* **Collected data entries**:
######

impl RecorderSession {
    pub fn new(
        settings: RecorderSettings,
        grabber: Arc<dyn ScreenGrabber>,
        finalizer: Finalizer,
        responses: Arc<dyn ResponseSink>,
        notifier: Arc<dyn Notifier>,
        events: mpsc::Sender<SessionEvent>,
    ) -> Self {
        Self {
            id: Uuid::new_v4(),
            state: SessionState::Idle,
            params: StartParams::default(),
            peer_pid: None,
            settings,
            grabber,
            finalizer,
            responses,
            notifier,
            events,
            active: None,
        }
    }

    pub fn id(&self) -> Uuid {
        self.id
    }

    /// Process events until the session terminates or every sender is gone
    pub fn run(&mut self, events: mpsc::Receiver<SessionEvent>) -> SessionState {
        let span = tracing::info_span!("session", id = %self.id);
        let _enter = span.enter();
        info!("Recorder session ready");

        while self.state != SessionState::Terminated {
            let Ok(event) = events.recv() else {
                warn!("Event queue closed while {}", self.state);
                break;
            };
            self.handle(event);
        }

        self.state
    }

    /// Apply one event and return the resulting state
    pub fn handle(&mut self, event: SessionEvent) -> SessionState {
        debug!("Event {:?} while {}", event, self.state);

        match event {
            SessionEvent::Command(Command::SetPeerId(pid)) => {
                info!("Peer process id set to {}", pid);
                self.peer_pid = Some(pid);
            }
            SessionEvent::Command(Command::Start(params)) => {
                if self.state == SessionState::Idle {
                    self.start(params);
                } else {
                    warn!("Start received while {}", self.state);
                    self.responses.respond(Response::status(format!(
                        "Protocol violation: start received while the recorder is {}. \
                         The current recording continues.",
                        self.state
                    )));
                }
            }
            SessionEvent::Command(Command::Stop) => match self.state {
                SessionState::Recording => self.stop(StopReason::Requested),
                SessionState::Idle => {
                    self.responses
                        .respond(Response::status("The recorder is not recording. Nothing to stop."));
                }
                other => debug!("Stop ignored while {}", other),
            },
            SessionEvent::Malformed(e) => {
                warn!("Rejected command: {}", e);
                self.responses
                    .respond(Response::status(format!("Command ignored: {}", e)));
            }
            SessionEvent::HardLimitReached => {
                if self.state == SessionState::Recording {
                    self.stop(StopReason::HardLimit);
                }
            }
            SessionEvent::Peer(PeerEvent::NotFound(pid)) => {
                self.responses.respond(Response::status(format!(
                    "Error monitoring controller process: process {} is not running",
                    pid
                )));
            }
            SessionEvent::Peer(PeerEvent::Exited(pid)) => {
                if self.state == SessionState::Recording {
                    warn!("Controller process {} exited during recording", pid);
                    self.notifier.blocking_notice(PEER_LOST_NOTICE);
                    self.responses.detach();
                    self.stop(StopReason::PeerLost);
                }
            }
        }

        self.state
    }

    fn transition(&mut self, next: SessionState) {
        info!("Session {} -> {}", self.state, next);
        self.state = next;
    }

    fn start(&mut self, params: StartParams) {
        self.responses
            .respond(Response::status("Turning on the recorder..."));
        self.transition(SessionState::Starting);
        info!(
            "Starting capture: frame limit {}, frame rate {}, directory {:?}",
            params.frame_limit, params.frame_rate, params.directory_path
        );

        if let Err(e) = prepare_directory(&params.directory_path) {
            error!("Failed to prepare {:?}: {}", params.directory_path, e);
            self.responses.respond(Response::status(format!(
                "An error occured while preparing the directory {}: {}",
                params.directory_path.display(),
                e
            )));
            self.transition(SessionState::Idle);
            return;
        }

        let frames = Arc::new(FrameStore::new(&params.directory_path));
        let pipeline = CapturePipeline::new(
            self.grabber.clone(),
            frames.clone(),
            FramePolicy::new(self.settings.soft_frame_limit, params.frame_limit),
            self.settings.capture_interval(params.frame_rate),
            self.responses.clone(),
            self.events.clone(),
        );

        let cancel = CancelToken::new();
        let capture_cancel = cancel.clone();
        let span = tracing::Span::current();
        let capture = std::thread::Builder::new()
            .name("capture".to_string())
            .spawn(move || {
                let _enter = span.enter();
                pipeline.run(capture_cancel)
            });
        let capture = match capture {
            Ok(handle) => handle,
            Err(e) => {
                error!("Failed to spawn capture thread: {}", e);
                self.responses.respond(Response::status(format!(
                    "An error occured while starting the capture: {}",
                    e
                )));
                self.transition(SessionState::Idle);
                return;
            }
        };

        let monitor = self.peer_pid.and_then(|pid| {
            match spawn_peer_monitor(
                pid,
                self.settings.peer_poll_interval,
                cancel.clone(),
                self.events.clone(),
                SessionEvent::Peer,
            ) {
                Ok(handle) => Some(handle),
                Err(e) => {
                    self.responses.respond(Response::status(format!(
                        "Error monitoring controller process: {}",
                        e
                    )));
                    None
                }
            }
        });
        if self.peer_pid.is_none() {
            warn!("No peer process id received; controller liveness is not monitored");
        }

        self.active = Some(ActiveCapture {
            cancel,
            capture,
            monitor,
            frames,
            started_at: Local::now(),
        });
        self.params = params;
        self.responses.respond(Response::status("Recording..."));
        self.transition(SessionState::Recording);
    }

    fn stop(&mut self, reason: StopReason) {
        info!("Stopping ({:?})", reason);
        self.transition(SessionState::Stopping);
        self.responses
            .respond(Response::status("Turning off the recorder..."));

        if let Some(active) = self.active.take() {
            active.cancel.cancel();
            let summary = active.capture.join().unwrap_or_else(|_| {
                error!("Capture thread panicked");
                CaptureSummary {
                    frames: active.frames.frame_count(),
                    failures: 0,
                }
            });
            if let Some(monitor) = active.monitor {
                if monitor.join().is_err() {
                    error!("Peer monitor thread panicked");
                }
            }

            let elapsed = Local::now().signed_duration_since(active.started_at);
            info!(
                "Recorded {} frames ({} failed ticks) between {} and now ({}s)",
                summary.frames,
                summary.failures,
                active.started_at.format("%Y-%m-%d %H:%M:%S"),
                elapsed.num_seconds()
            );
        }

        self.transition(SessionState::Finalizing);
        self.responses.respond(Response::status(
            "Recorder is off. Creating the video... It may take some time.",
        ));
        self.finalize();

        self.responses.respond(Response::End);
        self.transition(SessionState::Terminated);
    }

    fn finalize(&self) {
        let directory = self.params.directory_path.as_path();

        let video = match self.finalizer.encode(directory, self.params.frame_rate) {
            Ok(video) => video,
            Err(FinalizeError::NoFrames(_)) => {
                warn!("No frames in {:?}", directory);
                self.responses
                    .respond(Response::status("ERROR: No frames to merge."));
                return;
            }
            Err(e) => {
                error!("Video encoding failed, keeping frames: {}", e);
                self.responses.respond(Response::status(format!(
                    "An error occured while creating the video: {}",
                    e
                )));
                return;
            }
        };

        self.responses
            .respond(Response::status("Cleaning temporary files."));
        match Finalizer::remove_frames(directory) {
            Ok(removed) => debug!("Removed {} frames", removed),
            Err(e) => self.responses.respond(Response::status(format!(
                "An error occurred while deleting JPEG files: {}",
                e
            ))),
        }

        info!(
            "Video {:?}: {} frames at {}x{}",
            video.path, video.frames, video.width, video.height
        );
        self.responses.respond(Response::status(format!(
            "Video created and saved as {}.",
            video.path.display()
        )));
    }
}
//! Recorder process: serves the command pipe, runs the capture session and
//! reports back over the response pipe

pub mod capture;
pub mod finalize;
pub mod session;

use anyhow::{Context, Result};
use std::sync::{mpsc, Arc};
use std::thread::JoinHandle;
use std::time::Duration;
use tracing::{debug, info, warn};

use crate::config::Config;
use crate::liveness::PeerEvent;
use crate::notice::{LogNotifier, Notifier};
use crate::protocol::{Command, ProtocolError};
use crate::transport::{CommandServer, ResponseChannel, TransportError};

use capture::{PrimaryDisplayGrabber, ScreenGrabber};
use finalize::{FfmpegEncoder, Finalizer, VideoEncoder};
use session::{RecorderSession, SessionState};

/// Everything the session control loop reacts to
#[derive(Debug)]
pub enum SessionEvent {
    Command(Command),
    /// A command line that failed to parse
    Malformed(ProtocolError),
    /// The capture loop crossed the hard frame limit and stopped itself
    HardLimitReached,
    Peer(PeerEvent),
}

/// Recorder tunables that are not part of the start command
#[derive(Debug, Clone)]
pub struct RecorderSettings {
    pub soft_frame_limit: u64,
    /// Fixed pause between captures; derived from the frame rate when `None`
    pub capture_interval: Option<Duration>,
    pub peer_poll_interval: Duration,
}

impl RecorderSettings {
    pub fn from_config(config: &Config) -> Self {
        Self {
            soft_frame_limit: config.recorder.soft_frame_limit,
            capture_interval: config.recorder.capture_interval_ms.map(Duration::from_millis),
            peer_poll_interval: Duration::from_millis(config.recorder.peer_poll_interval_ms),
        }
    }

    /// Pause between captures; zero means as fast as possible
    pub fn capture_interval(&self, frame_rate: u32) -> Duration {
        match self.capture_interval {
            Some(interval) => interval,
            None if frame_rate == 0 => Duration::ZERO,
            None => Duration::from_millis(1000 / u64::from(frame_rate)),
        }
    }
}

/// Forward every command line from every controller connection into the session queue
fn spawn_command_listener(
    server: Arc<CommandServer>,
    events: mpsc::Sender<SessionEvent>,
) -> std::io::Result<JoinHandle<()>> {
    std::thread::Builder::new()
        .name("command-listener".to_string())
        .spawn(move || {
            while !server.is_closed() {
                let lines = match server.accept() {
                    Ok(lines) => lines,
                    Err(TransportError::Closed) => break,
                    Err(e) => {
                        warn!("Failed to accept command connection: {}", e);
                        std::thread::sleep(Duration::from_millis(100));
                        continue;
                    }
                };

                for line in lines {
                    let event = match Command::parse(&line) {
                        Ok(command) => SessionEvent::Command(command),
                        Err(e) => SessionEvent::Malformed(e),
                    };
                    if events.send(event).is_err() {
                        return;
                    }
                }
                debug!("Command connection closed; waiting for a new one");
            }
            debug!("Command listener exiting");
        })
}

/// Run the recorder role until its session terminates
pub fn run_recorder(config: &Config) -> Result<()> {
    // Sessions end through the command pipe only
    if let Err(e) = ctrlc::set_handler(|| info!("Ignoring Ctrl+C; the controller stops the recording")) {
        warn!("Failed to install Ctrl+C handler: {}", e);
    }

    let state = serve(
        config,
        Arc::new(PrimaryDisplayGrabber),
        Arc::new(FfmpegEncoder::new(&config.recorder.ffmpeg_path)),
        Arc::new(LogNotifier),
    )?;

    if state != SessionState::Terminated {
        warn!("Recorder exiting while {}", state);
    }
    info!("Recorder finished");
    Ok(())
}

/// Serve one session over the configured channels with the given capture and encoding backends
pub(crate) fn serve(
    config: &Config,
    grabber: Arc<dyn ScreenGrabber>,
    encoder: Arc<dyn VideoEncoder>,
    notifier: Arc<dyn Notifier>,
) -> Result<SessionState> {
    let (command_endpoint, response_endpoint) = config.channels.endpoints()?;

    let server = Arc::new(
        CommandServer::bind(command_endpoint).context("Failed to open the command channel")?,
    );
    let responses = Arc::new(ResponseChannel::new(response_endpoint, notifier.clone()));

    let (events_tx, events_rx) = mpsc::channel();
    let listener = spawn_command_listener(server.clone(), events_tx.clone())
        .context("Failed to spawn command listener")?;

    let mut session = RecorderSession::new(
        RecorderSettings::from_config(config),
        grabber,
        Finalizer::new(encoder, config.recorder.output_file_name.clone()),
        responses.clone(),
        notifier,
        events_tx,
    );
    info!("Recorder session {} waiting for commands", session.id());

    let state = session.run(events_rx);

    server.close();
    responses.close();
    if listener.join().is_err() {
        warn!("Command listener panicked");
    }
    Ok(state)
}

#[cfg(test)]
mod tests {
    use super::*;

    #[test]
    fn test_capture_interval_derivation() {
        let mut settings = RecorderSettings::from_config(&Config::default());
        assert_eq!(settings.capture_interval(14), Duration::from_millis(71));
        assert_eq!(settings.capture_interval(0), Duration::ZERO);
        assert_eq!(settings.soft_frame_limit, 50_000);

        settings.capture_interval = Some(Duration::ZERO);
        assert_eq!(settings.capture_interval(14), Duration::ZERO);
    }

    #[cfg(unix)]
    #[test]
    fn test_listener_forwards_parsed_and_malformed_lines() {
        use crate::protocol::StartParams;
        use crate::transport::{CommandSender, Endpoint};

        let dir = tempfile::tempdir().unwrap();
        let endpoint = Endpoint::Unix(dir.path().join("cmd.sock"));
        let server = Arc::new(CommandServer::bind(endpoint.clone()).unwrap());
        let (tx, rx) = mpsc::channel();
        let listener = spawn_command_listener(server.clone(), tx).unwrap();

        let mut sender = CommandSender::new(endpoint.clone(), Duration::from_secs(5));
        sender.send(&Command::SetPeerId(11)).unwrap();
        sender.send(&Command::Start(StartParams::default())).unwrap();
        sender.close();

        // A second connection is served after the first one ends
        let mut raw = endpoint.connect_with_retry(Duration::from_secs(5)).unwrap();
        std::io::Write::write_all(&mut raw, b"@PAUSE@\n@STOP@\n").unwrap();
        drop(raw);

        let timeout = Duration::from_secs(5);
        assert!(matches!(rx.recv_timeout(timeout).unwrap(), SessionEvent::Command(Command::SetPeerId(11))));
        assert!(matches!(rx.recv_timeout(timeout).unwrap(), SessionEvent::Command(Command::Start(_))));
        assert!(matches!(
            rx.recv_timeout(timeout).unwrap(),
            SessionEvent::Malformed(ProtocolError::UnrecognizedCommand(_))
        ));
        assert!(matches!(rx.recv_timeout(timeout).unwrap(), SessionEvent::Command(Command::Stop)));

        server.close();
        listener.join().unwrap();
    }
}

######

* **WORK REQUIRED**: Copy each line of the data that contains the word "loop".

* **YOUR RESPONSE**:
/// Everything the session control loop reacts to
    /// The capture loop crossed the hard frame limit and stopped itself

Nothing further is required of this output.